There’s a major international drive to divest out of “dirty” energy such as oil and coal and into clean energy — including by international oil companies. As they divest, Africa’s national oil companies are keen to acquire such assets for the sake of their national energy security and socioeconomic sustainability, with jobs, income and tax revenue. This also comes in the context of the need for lower CO2 clean fuels, with the requirement to convert existing refineries to a production specification aligned with the environmental standards of low sulphur content. That gives an environmental rather than economic return, which often runs contrary to what profit-focused investors want.

This sets the tone for merger and acquisition (M&A) activity in the oil sector. Given the paucity of refining capacity on the continent consolidation of refining capacity into one makes sense, as it reduces the necessary investment in clean fuels that would otherwise be required for multiple refineries.

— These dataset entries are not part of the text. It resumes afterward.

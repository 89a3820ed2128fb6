use anyhow::{Context, Result};
use log::info;
use rusqlite::Connection;

use crate::config::settings::AppConfig;
use crate::database::{self, Match};
use crate::domain;
use crate::rating::{self, types::MatchRecord};

/// Rebuilds every rating, counter and per-match snapshot by replaying the
/// whole match history. Maintenance operation: run after correcting
/// historical data or changing the rating formula.
pub struct RecalculationService {
    config: AppConfig,
}

impl RecalculationService {
    pub fn new(config: AppConfig) -> Self {
        Self { config }
    }

    pub fn run(&self) -> Result<()> {
        let db_path = AppConfig::database_path();
        info!("=== Starting full rating recalculation ===");
        info!("Database: {}", db_path);

        let pool = database::create_pool(&db_path)?;
        let mut conn = database::get_connection(&pool)?;

        let replayed = self.recalculate(&mut conn)?;

        info!("=== Recalculated {} match(es) ===", replayed);
        Ok(())
    }

    /// The whole replay runs inside one transaction: history and roster are
    /// read from a consistent snapshot, and either every player and match
    /// row is rewritten or none is. A reader never sees a half-replayed
    /// state, and an integrity fault rolls everything back.
    pub fn recalculate(&self, conn: &mut Connection) -> Result<usize> {
        let tx = conn
            .transaction()
            .context("Failed to open recalculation transaction")?;

        let matches = database::matches::list_chronological(&tx)?;
        let players = database::players::list_all(&tx)?;
        let roster: Vec<i64> = players.iter().map(|p| p.id).collect();
        let records: Vec<MatchRecord> = matches.iter().map(to_match_record).collect();

        let outcome = rating::replay(&records, &roster, &self.config.rating)?;

        for (match_id, snapshot) in &outcome.snapshots {
            database::matches::update_snapshot(&tx, *match_id, snapshot)?;
        }

        for player in &players {
            let elo = outcome
                .ratings
                .get(&player.id)
                .copied()
                .unwrap_or(self.config.rating.initial_rating);
            let stats = outcome.stats.get(&player.id).copied().unwrap_or_default();
            database::players::store_recalculated(&tx, player.id, elo, &stats)?;
        }

        tx.commit()
            .context("Failed to commit recalculated ratings")?;

        Ok(records.len())
    }
}

fn to_match_record(m: &Match) -> MatchRecord {
    MatchRecord {
        id: m.id,
        player1_id: m.player1_id,
        player2_id: m.player2_id,
        winner_id: m.winner_id,
        sets: domain::parse_sets(m.sets.as_deref()),
    }
}
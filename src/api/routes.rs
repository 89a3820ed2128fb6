use axum::{
    routing::{get, post},
    Router,
};
use std::sync::Arc;

use crate::api::handlers::{
    admin::admin_recalculate,
    matches::{create_match, get_match, get_matches},
    players::{create_player, get_player_detail, get_player_history, get_player_stats, get_players},
    AppState,
};

pub fn create_router(state: Arc<AppState>) -> Router {
    Router::new()
        .route("/api/players", get(get_players).post(create_player))
        .route("/api/players/:id", get(get_player_detail))
        .route("/api/players/:id/history", get(get_player_history))
        .route("/api/players/:id/stats", get(get_player_stats))
        .route("/api/matches", get(get_matches).post(create_match))
        .route("/api/matches/:id", get(get_match))
        .route("/api/admin/recalculate", post(admin_recalculate))
        .with_state(state)
}
use chrono::NaiveDateTime;

#[derive(Debug, Clone)]
pub struct Player {
    pub id: i64,
    pub name: String,
    pub current_elo: f64,
    pub games_played: i32,
    pub wins: i32,
    pub losses: i32,
    pub created_at: Option<NaiveDateTime>,
}

#[derive(Debug, Clone)]
pub struct Match {
    pub id: i64,
    pub player1_id: i64,
    pub player2_id: i64,
    pub winner_id: i64,
    pub sets: Option<String>,
    pub player1_elo_before: f64,
    pub player2_elo_before: f64,
    pub player1_elo_after: f64,
    pub player2_elo_after: f64,
    pub elo_change: f64,
    pub played_at: NaiveDateTime,
}

// DTO for joined listings
#[derive(Debug, Clone)]
pub struct MatchWithNames {
    pub match_row: Match,
    pub player1_name: String,
    pub player2_name: String,
    pub winner_name: String,
}

/// One match seen from a single player's side, joined with the opponent.
/// `elo_delta` is signed: positive for a win, negative for a loss.
#[derive(Debug, Clone)]
pub struct MatchResultRow {
    pub match_id: i64,
    pub opponent_id: i64,
    pub opponent_name: String,
    pub won: bool,
    pub elo_delta: f64,
    pub played_at: NaiveDateTime,
}

/// One point of a player's rating trajectory, read off the stored match
/// snapshots in playing order.
#[derive(Debug, Clone)]
pub struct RatingHistoryRow {
    pub match_id: i64,
    pub played_at: NaiveDateTime,
    pub elo_before: f64,
    pub elo_after: f64,
    pub won: bool,
}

This would enable investment in upgrading and upscaling compliant production capacity — without having to repeat the investment on many other refineries.

Tipping point

The major oil operators remain international companies, and given the global pressures in terms of environmental, social & governance standard compliance, they are open to selling their Africa-based operations in the context of the energy just transition. Their future is renewable energy, but that debate is still wide open in Africa.

Regarding the will to still do oil deals, it is no exaggeration to say almost the entire economy depends on oil, and uncomfortable though it may be, survival has to come before transitioning to clean energy. While the tipping point has been reached in Europe and for the first time more than 50% of car buyers are looking at electric vehicles, we are far short of that even in SA, never mind the rest of the continent.

For a long time we will still have petrol-driven vehicles, and entire sectors of the economy dependent on oil. Examples are all our roads that are constructed with bitumen, a by-product of oil; fertilisers, and other blended petrochemicals that stem from the refining process. So is there an appetite locally? While the answer is yes, it is not the case for everyone.

In Africa, different businesses are in different stages of their maturity profile. As demand drives activity there will still be a demand for oil and even coal for quite some time, and I predict a considerable amount of M&A activity in this sector in the coming years. This stems from reputational issues from asset owners based abroad, and business demand issues from local businesspeople.

Out of this debate will come the answer to how best the continent should embrace its resources to ensure they’re best employed for the benefit of its people. Except to the extent that foreign direct investment is required into the continent, it is for African businesspeople to ensure that the maximum value of its resources is extracted for the benefit of the continent.

• Bahlmann is CEO: corporate and advisory at Deal Leaders International.